番外3
時間と空間:名言の主は?



「『場所は取り戻せるが、時間は決して取り戻せない』はナポレオンの最も好む軍事格言の一つだったが、彼にとって残念なことに後者のいくらかは[ネイの突出によって]失われた」
"Jena 1806" p60

「奇襲の効果は失われたが、より悪いことに、貴重な時間も失われた。ナポレオンがイエナの戦い前に述べたように、場所は取り戻せるが、時間は決して取り戻せない」
"Napoleon and the World War of 1813" p289

「おそらくナポレオンは戦闘開始の遅れを単に正当化しただけだろう、というのも彼の兵は午前9時に始めるという計画からかなり遅れていたからだ――これはほんの数年前までは考えられない状況だった。かつて彼自身が言ったように『戦略は時間と場所の使い方に関する技術だ。私は前者よりも後者を惜しまない。場所は取り戻せるが、時間は決して取り戻せない……私は戦いに敗れることはあっても、1分を失うことは決してないだろう』からだ」
"Waterloo 1815" p52


 ナポレオンに関連する英語文献を見ていると、しばしば上記のような表現にぶつかる。かなり有名なフレーズのようで、英語のwikiquoteでも紹介されているほどだ。過日、NHKで放映された番組「名称の采配」でも、アウステルリッツの戦いを象徴する格言として登場した。
 だが、この言葉がナポレオンのものであることを示す証拠はあるのかとなると、いささか心もとない。何しろ上に紹介した本は、いずれも引用元を記していないのだ。いかにも機動力を重視したナポレオンらしい台詞だからといって、一次史料の裏づけがなければ彼が発言したものであると断言するのは不可能。誰か証拠を示している人物はいないのか。
 探してみるとDavid G. Chandlerの「戦役」にそれらしい記述があった。そこに書かれていたのは以下のような文章だ。

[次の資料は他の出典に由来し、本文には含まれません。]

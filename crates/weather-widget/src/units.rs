use serde::{Deserialize, Serialize};

#[derive(Debug, Clone, Copy, Default, PartialEq, Eq, Serialize, Deserialize)]
#[serde(rename_all = "snake_case")]
pub enum UnitPreference {
    #[default]
    Metric,
    Imperial,
}

#[derive(Debug, Clone, Copy, PartialEq, Eq)]
pub struct UnitSymbols {
    pub temperature: &'static str,
    pub wind: &'static str,
}

impl UnitPreference {
    pub fn as_str(self) -> &'static str {
        match self {
            Self::Metric => "metric",
            Self::Imperial => "imperial",
        }
    }

    pub fn parse(raw: &str) -> Option<Self> {
        match raw.trim().to_ascii_lowercase().as_str() {
            "metric" | "c" | "celsius" => Some(Self::Metric),
            "imperial" | "f" | "fahrenheit" => Some(Self::Imperial),
            _ => None,
        }
    }

    pub fn symbols(self) -> UnitSymbols {
        match self {
            Self::Metric => UnitSymbols {
                temperature: "°C",
                wind: "km/h",
            },
            Self::Imperial => UnitSymbols {
                temperature: "°F",
                wind: "mph",
            },
        }
    }

    /// Provider value for `windspeed_unit`.
    pub fn windspeed_param(self) -> &'static str {
        match self {
            Self::Metric => "kmh",
            Self::Imperial => "mph",
        }
    }

    /// Provider value for `temperature_unit`.
    pub fn temperature_param(self) -> &'static str {
        match self {
            Self::Metric => "celsius",
            Self::Imperial => "fahrenheit",
        }
    }
}
fn geocode_request(client: &Client, query: &str) -> RequestBuilder {
    client.get(GEOCODE_ENDPOINT).query(&GeocodeQuery {
        name: query,
        count: 1,
        language: "en",
        format: "json",
    })
}

fn forecast_request(client: &Client, lat: f64, lon: f64, units: UnitPreference) -> RequestBuilder {
    client.get(FORECAST_ENDPOINT).query(&ForecastQuery {
        latitude: lat,
        longitude: lon,
        hourly: FORECAST_HOURLY_FIELDS,
        daily: FORECAST_DAILY_FIELDS,
        current_weather: true,
        timezone: "auto",
        windspeed_unit: units.windspeed_param(),
        temperature_unit: units.temperature_param(),
    })
}

fn execute_request(request: RequestBuilder) -> Result<String, ProviderError> {
    let response = request
        .send()
        .map_err(|error| ProviderError::Transport(error.to_string()))?;
    let status = response.status();
    let body = response
        .text()
        .map_err(|error| ProviderError::Transport(error.to_string()))?;
    tracing::debug!(status = status.as_u16(), bytes = body.len(), "provider responded");

    if status.is_success() {
        return Ok(body);
    }

    let message = extract_error_message(&body).unwrap_or_else(|| {
        status
            .canonical_reason()
            .unwrap_or("request failed")
            .to_string()
    });

    Err(ProviderError::Http {
        status: status.as_u16(),
        message,
    })
}

fn parse_geocode_response(body: &str, query: &str) -> Result<Location, ProviderError> {
    let payload: GeocodeResponse = serde_json::from_str(body)
        .map_err(|error| ProviderError::InvalidResponse(format!("geocode payload: {error}")))?;

    let Some(result) = payload.results.into_iter().next() else {
        return Err(ProviderError::NotFound {
            query: query.to_string(),
        });
    };

    if result.name.trim().is_empty() {
        return Err(ProviderError::InvalidResponse(
            "geocode payload: empty location name".to_string(),
        ));
    }

    Ok(Location {
        name: result.name,
        country: result.country,
        admin1: result
            .admin1
            .map(|value| value.trim().to_string())
            .filter(|value| !value.is_empty()),
        latitude: result.latitude,
        longitude: result.longitude,
    })
}

fn parse_forecast_response(body: &str) -> Result<ForecastPayload, ProviderError> {
    let payload: ForecastResponse = serde_json::from_str(body)
        .map_err(|error| ProviderError::InvalidResponse(format!("forecast payload: {error}")))?;

    let current = payload.current_weather.ok_or_else(|| {
        ProviderError::InvalidResponse("forecast payload: missing current_weather".into())
    })?;
    let hourly = payload
        .hourly
        .ok_or_else(|| ProviderError::InvalidResponse("forecast payload: missing hourly".into()))?;
    let daily = payload
        .daily
        .ok_or_else(|| ProviderError::InvalidResponse("forecast payload: missing daily".into()))?;

    Ok(ForecastPayload {
        current: CurrentConditions {
            temperature: current.temperature,
            windspeed: current.windspeed,
            weather_code: current.weathercode,
        },
        hourly: build_hourly_points(hourly)?,
        daily: build_daily_points(daily)?,
    })
}
use std::collections::HashMap;
use std::time::Duration;

use crate::units::UnitPreference;

pub const DEFAULT_PLACE: &str = "Lahore";

pub const DEFAULT_PLACE_ENV: &str = "WEATHER_WIDGET_DEFAULT_PLACE";
pub const UNITS_ENV: &str = "WEATHER_WIDGET_UNITS";
pub const TIMEOUT_SECS_ENV: &str = "WEATHER_WIDGET_TIMEOUT_SECS";

#[derive(Debug, Clone, PartialEq, Eq)]
pub struct RuntimeConfig {
    pub default_place: String,
    pub units: UnitPreference,
    /// `None` leaves requests without a deadline.
    pub request_timeout: Option<Duration>,
}

impl Default for RuntimeConfig {
    fn default() -> Self {
        Self {
            default_place: DEFAULT_PLACE.to_string(),
            units: UnitPreference::default(),
            request_timeout: None,
        }
    }
}

impl RuntimeConfig {
    pub fn from_env() -> Self {
        Self::from_pairs(std::env::vars())
    }

    pub(crate) fn from_pairs<I, K, V>(pairs: I) -> Self
    where
        I: IntoIterator<Item = (K, V)>,
        K: Into<String>,
        V: Into<String>,
    {
        let map: HashMap<String, String> = pairs
            .into_iter()
            .map(|(k, v)| (k.into(), v.into()))
            .collect();
        Self {
            default_place: resolve_default_place(&map),
            units: resolve_units(&map),
            request_timeout: resolve_timeout(&map),
        }
    }
}

fn non_empty<'a>(env_map: &'a HashMap<String, String>, key: &str) -> Option<&'a str> {
    env_map
        .get(key)
        .map(String::as_str)
        .map(str::trim)
        .filter(|value| !value.is_empty())
}

fn resolve_default_place(env_map: &HashMap<String, String>) -> String {
    non_empty(env_map, DEFAULT_PLACE_ENV)
        .unwrap_or(DEFAULT_PLACE)
        .to_string()
}

fn resolve_units(env_map: &HashMap<String, String>) -> UnitPreference {
    non_empty(env_map, UNITS_ENV)
        .and_then(UnitPreference::parse)
        .unwrap_or_default()
}

fn resolve_timeout(env_map: &HashMap<String, String>) -> Option<Duration> {
    non_empty(env_map, TIMEOUT_SECS_ENV)
        .and_then(|value| value.parse::<u64>().ok())
        .filter(|value| *value > 0)
        .map(Duration::from_secs)
}
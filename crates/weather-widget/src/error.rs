use thiserror::Error;

use crate::providers::ProviderError;

#[derive(Debug, Clone, Copy, PartialEq, Eq)]
pub enum ErrorKind {
    User,
    Runtime,
}

#[derive(Debug, Clone, PartialEq, Eq, Error)]
#[error("{message}")]
pub struct AppError {
    pub kind: ErrorKind,
    pub message: String,
}

impl AppError {
    pub fn user(message: impl Into<String>) -> Self {
        Self {
            kind: ErrorKind::User,
            message: message.into(),
        }
    }

    pub fn runtime(message: impl Into<String>) -> Self {
        Self {
            kind: ErrorKind::Runtime,
            message: message.into(),
        }
    }
}

/// Only an unknown place is the user's fault; every other provider failure
/// is a runtime error.
impl From<ProviderError> for AppError {
    fn from(error: ProviderError) -> Self {
        if error.is_not_found() {
            Self::user(error.to_string())
        } else {
            Self::runtime(error.to_string())
        }
    }
}
//! Platform default locations for the two input documents

use std::path::{Path, PathBuf};

use crate::error::{Error, Result};

/// File name of the compendium database.
pub const DATABASE_FILE_NAME: &str = "combined.dnd40";

/// Default compendium location under the platform data directory.
#[must_use]
pub fn default_database_path() -> Option<PathBuf> {
    dirs::data_dir().map(|p| p.join("CBLoader").join(DATABASE_FILE_NAME))
}

/// Default folder the Character Builder saves characters to.
#[must_use]
pub fn default_character_dir() -> Option<PathBuf> {
    dirs::document_dir().map(|p| p.join("ddi").join("Saved Characters"))
}

/// Find the rules database: an explicit path, the working directory, then
/// the platform default.
///
/// # Errors
/// `Error::DatabaseNotFound` listing every location checked.
pub fn locate_database(explicit: Option<&Path>) -> Result<PathBuf> {
    let mut searched = Vec::new();

    if let Some(path) = explicit {
        if path.exists() {
            return Ok(path.to_path_buf());
        }
        searched.push(path.to_path_buf());
    } else {
        let local = PathBuf::from(DATABASE_FILE_NAME);
        if local.exists() {
            tracing::info!("Using database found in the working directory");
            return Ok(local);
        }
        searched.push(local);

        if let Some(default) = default_database_path() {
            if default.exists() {
                tracing::info!("Using database found at {default:?}");
                return Ok(default);
            }
            searched.push(default);
        }
    }

    let searched = searched
        .iter()
        .map(|p| p.display().to_string())
        .collect::<Vec<_>>()
        .join(", ");
    Err(Error::DatabaseNotFound { searched })
}
use clap::Subcommand;
use std::path::PathBuf;

pub mod check;
pub mod generate;
pub mod list;

#[derive(Subcommand)]
pub enum Commands {
    /// Generate an .mse-set card deck from a character file
    Generate {
        /// Character Builder .dnd4e file (file dialog if omitted)
        #[arg(short, long)]
        character: Option<PathBuf>,

        /// Rules database (combined.dnd40); default locations are searched
        /// if omitted
        #[arg(short, long)]
        database: Option<PathBuf>,

        /// Output .mse-set file (save dialog if omitted)
        #[arg(short, long)]
        output: Option<PathBuf>,
    },

    /// List the card-eligible powers in a character file
    List {
        /// Character Builder .dnd4e file
        character: PathBuf,

        /// Include the standard cards common to all characters
        #[arg(long)]
        all: bool,
    },

    /// Audit a rules database for structural defects
    Check {
        /// Rules database (combined.dnd40); default locations are searched
        /// if omitted
        #[arg(short, long)]
        database: Option<PathBuf>,
    },
}

impl Commands {
    pub fn execute(&self) -> anyhow::Result<()> {
        match self {
            Commands::Generate {
                character,
                database,
                output,
            } => generate::execute(character.as_deref(), database.as_deref(), output.as_deref()),
            Commands::List { character, all } => list::execute(character, *all),
            Commands::Check { database } => check::execute(database.as_deref()),
        }
    }
}
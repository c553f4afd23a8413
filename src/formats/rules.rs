//! Rules database (`combined.dnd40`) format handler
//!
//! The compendium is one large XML document whose root children are
//! `RulesElement` nodes, each carrying `type` and `name` attributes. Direct
//! children with a `name` attribute are the element's fields; a
//! `Flavor`-tagged child carries flavor text. Nested markup below a field
//! does not belong to it - only the text before the first nested element
//! counts.

use std::fs;
use std::path::Path;

use quick_xml::Reader;
use quick_xml::events::{BytesStart, Event};

use super::attr_value;
use crate::error::{Error, Result};

/// One named field of a rules element, in document order.
#[derive(Debug, Clone)]
pub struct RulesField {
    pub name: String,
    /// Raw field text, whitespace preserved.
    pub text: String,
}

/// One `RulesElement` from the compendium.
#[derive(Debug, Clone, Default)]
pub struct RulesElement {
    /// The `type` attribute ("Power", "Feat", "Class", ...).
    pub kind: String,
    /// The `name` attribute.
    pub name: String,
    /// Direct children carrying a `name` attribute, in document order.
    pub fields: Vec<RulesField>,
    /// Text of the `Flavor` child, if any.
    pub flavor: String,
}

impl RulesElement {
    /// First non-empty text for the named field, trimmed, or `""`.
    ///
    /// Duplicate fields are tolerated by taking the first that has text.
    /// Absence is represented by the empty string, not an error.
    #[must_use]
    pub fn field(&self, name: &str) -> &str {
        self.fields
            .iter()
            .filter(|f| f.name == name)
            .map(|f| f.text.trim())
            .find(|text| !text.is_empty())
            .unwrap_or("")
    }

    /// Whether any field with the given name is present, empty or not.
    #[must_use]
    pub fn has_field(&self, name: &str) -> bool {
        self.fields.iter().any(|f| f.name == name)
    }

    fn field_count(&self, name: &str) -> usize {
        self.fields.iter().filter(|f| f.name == name).count()
    }
}

/// The parsed compendium, read-only for the rest of the run.
#[derive(Debug, Clone, Default)]
pub struct RulesDatabase {
    pub elements: Vec<RulesElement>,
}

impl RulesDatabase {
    /// Read and parse a database file.
    pub fn load<P: AsRef<Path>>(path: P) -> Result<Self> {
        let content = fs::read_to_string(path.as_ref())?;
        let db = Self::from_xml(&content)?;
        tracing::info!(
            "Loaded {} rules elements from {:?}",
            db.elements.len(),
            path.as_ref()
        );
        Ok(db)
    }

    /// Parse database XML.
    pub fn from_xml(content: &str) -> Result<Self> {
        let mut reader = Reader::from_str(content);
        // Don't trim text - interior spacing in rules text is significant.
        reader.trim_text(false);

        let mut elements: Vec<RulesElement> = Vec::new();
        let mut buf = Vec::new();

        let mut depth = 0usize;
        let mut current: Option<RulesElement> = None;
        let mut element_depth = 0usize;
        // Accumulator for the open direct child; `child_name` is None while
        // the child is the Flavor tag.
        let mut child_text: Option<String> = None;
        let mut child_name: Option<String> = None;
        let mut child_is_flavor = false;
        let mut child_nested = false;

        loop {
            match reader.read_event_into(&mut buf) {
                Ok(Event::Start(e)) => {
                    depth += 1;
                    if e.name().as_ref() == b"RulesElement" {
                        current = Some(element_from_attrs(&e)?);
                        element_depth = depth;
                    } else if current.is_some() {
                        if depth == element_depth + 1 {
                            if e.name().as_ref() == b"Flavor" {
                                child_is_flavor = true;
                                child_text = Some(String::new());
                                child_nested = false;
                            } else if let Some(name) = attr_value(&e, b"name")? {
                                child_name = Some(name);
                                child_text = Some(String::new());
                                child_nested = false;
                            }
                        } else if child_text.is_some() {
                            // Markup inside a field: only the text before it counts.
                            child_nested = true;
                        }
                    }
                }
                Ok(Event::Empty(e)) => {
                    if e.name().as_ref() == b"RulesElement" {
                        elements.push(element_from_attrs(&e)?);
                    } else if let Some(element) = current.as_mut()
                        && depth == element_depth
                        && let Some(name) = attr_value(&e, b"name")?
                    {
                        element.fields.push(RulesField {
                            name,
                            text: String::new(),
                        });
                    }
                }
                Ok(Event::Text(e)) => {
                    if depth == element_depth + 1
                        && !child_nested
                        && let Some(text) = child_text.as_mut()
                    {
                        text.push_str(&e.unescape().map_err(Error::XmlError)?);
                    }
                }
                Ok(Event::End(e)) => {
                    if depth == element_depth + 1 {
                        if let (Some(element), Some(text)) = (current.as_mut(), child_text.take()) {
                            if child_is_flavor {
                                element.flavor = text;
                                child_is_flavor = false;
                            } else if let Some(name) = child_name.take() {
                                element.fields.push(RulesField { name, text });
                            }
                        }
                        child_nested = false;
                    } else if depth == element_depth
                        && e.name().as_ref() == b"RulesElement"
                        && let Some(done) = current.take()
                    {
                        elements.push(done);
                    }
                    depth = depth.saturating_sub(1);
                }
                Ok(Event::Eof) => break,
                Err(e) => return Err(Error::XmlError(e)),
                _ => {}
            }
            buf.clear();
        }

        Ok(Self { elements })
    }

    /// First `type="Power"` element with the given name.
    #[must_use]
    pub fn find_power(&self, name: &str) -> Option<&RulesElement> {
        self.elements
            .iter()
            .find(|e| e.kind == "Power" && e.name == name)
    }

    /// Every element of the given kind, in document order.
    pub fn elements_of_kind<'a>(
        &'a self,
        kind: &'a str,
    ) -> impl Iterator<Item = &'a RulesElement> + 'a {
        self.elements.iter().filter(move |e| e.kind == kind)
    }
}

fn element_from_attrs(e: &BytesStart<'_>) -> Result<RulesElement> {
    Ok(RulesElement {
        kind: attr_value(e, b"type")?.unwrap_or_default(),
        name: attr_value(e, b"name")?.unwrap_or_default(),
        fields: Vec::new(),
        flavor: String::new(),
    })
}

/// Elements of `kind` lacking any field named `field`.
#[must_use]
pub fn audit_missing_field<'a>(
    db: &'a RulesDatabase,
    kind: &'a str,
    field: &str,
) -> Vec<&'a RulesElement> {
    db.elements_of_kind(kind)
        .filter(|e| !e.has_field(field))
        .collect()
}

/// Elements of `kind` carrying more than one field named `field`.
#[must_use]
pub fn audit_duplicate_field<'a>(
    db: &'a RulesDatabase,
    kind: &'a str,
    field: &str,
) -> Vec<&'a RulesElement> {
    db.elements_of_kind(kind)
        .filter(|e| e.field_count(field) > 1)
        .collect()
}
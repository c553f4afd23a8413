use std::path::Path;

use crate::cards::tables::MANDATORY_FIELDS;
use crate::formats::RulesDatabase;
use crate::formats::rules::{audit_duplicate_field, audit_missing_field};
use crate::paths;

pub fn execute(database: Option<&Path>) -> anyhow::Result<()> {
    let db_path = paths::locate_database(database)?;
    let db = RulesDatabase::load(&db_path)?;

    let mut defects = 0usize;
    for field in MANDATORY_FIELDS {
        for element in audit_missing_field(&db, "Power", field) {
            println!("Power without a {field}: {}", element.name);
            defects += 1;
        }
        for element in audit_duplicate_field(&db, "Power", field) {
            println!("Power with more than one {field}: {}", element.name);
            defects += 1;
        }
    }

    let total = db.elements_of_kind("Power").count();
    if defects == 0 {
        println!("No defects in {total} powers.");
    } else {
        println!("{defects} defect(s) across {total} powers.");
    }
    Ok(())
}
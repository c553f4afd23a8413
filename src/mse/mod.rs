//! Magic Set Editor set-file output

pub mod archive;
pub mod writer;

pub use archive::{SET_ENTRY_NAME, write_set_archive};
pub use writer::{render_set, timestamp_now, write_card, write_postamble, write_preamble};
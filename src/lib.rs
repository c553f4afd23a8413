//! # PowerDeck
//!
//! A pure-Rust tool for turning D&D 4e Character Builder exports into
//! printable power-card decks for Magic Set Editor.
//!
//! The pipeline reads two XML documents - the CBLoader compendium database
//! (`combined.dnd40`) and a character file (`.dnd4e`) - resolves each of
//! the character's powers against the compendium, formats one card per
//! power, and packs the rendered set document into an `.mse-set` zip.
//!
//! ## Quick Start
//!
//! ```no_run
//! use powerdeck::prelude::*;
//!
//! let db = RulesDatabase::load("combined.dnd40")?;
//! let character = CharacterFile::load("Warden.dnd4e")?;
//!
//! let deck = build_deck(&db, &character.power_names());
//! let document = render_set(&deck.cards, &timestamp_now());
//! write_set_archive("Warden.mse-set", &document)?;
//! # Ok::<(), powerdeck::Error>(())
//! ```
//!
//! ## Feature Flags
//!
//! - `cli` - Enables the `powerdeck` command-line binary
//! - `dialog` - Native file pickers for the interactive flow

pub mod cards;
pub mod error;
pub mod formats;
pub mod mse;
pub mod paths;

// File pickers (feature-gated)
#[cfg(feature = "dialog")]
pub mod dialog;

// Re-exports for convenience
pub use error::{Error, Result};

/// Prelude module for common imports
pub mod prelude {
    pub use crate::cards::{Card, Deck, RangeKind, build_deck, resolve_records};
    pub use crate::error::{Error, Result};
    pub use crate::formats::{CharacterFile, RulesDatabase, RulesElement, RulesField};
    pub use crate::mse::{SET_ENTRY_NAME, render_set, timestamp_now, write_set_archive};
    pub use crate::paths::locate_database;
}

pub const VERSION: &str = env!("CARGO_PKG_VERSION");

// CLI module (feature-gated)
#[cfg(feature = "cli")]
pub mod cli;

「時間と距離に対する考察は、彼のあらゆる偉大な戦略的移動における基本的な計算として根底に存在した。『戦略は時間と場所の使い方に関する技術だ。私は前者よりも後者を惜しまない。場所は取り戻せるが、時間は決して取り戻せない』『私は戦いに敗れることはあっても、1分を失うことは決してないだろう』『時間は質量と力の間において重要な要素となっている』。(註)
註:ナポレオン書簡集、第18巻、p218」
Chandler "The Campaigns of Napoleon" p149


 どうやら書簡集にこのフレーズがあるらしい、と思って元ネタに当たると落胆することになる。そこには1809年1月14日付で記された「イタリア防衛のための覚書」という文章があるのだが、書かれているのは以下の部分だけだ。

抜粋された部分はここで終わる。